**TASK DESCRIPTION:**
Among the entries below, find the line with "assert!((hit.point - Vec3::new(0.0, -0.5, -0.5)).length()", then quote it and each following line up to and including the line with "is cut away", and nothing else.

**RECORDS TO USE:**
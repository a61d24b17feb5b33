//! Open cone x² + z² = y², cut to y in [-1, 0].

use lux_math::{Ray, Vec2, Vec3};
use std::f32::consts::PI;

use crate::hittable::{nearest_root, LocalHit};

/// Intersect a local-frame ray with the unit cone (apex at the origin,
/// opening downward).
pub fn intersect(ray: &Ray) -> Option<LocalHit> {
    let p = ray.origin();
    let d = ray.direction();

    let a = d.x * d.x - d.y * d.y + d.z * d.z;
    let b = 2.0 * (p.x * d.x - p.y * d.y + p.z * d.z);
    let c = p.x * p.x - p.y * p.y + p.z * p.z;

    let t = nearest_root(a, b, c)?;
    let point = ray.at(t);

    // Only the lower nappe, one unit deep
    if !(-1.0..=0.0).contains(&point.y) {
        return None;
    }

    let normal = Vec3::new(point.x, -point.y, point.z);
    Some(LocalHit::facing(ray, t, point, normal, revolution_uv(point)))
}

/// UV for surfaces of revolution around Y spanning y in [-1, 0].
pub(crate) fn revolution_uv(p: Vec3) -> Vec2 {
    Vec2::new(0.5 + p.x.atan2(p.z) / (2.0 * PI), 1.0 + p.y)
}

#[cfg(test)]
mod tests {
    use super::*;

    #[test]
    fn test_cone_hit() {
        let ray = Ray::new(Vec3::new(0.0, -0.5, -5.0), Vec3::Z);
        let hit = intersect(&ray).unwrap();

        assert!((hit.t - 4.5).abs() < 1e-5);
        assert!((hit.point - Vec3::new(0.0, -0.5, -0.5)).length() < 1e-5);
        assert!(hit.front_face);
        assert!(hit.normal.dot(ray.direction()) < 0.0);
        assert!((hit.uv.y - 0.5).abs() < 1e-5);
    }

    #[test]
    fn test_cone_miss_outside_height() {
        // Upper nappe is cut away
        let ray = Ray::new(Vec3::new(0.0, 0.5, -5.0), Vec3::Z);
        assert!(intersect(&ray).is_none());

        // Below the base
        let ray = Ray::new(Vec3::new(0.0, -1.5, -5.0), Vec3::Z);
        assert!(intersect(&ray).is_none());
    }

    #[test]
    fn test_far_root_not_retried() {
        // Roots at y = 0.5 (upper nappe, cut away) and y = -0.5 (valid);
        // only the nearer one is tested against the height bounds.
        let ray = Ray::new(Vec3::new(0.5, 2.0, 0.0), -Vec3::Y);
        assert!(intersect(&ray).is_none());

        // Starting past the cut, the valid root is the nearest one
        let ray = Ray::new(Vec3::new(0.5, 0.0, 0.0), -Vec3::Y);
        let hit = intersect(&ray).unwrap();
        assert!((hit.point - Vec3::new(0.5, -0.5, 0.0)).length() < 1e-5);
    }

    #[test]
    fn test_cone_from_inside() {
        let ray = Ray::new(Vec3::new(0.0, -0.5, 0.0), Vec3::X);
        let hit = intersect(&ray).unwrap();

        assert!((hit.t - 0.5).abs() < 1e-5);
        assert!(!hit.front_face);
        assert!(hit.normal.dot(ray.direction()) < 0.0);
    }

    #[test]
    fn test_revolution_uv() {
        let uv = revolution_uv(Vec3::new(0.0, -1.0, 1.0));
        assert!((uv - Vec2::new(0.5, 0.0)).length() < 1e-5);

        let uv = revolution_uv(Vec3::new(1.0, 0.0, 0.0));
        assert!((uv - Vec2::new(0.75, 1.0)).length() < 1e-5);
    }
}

**ANSWER BOX:**
        assert!((hit.point - Vec3::new(0.0, -0.5, -0.5)).length() < 1e-5);
        assert!(hit.front_face);
        assert!(hit.normal.dot(ray.direction()) < 0.0);
        assert!((hit.uv.y - 0.5).abs() < 1e-5);
    }

    #[test]
    fn test_cone_miss_outside_height() {
        // Upper nappe is cut away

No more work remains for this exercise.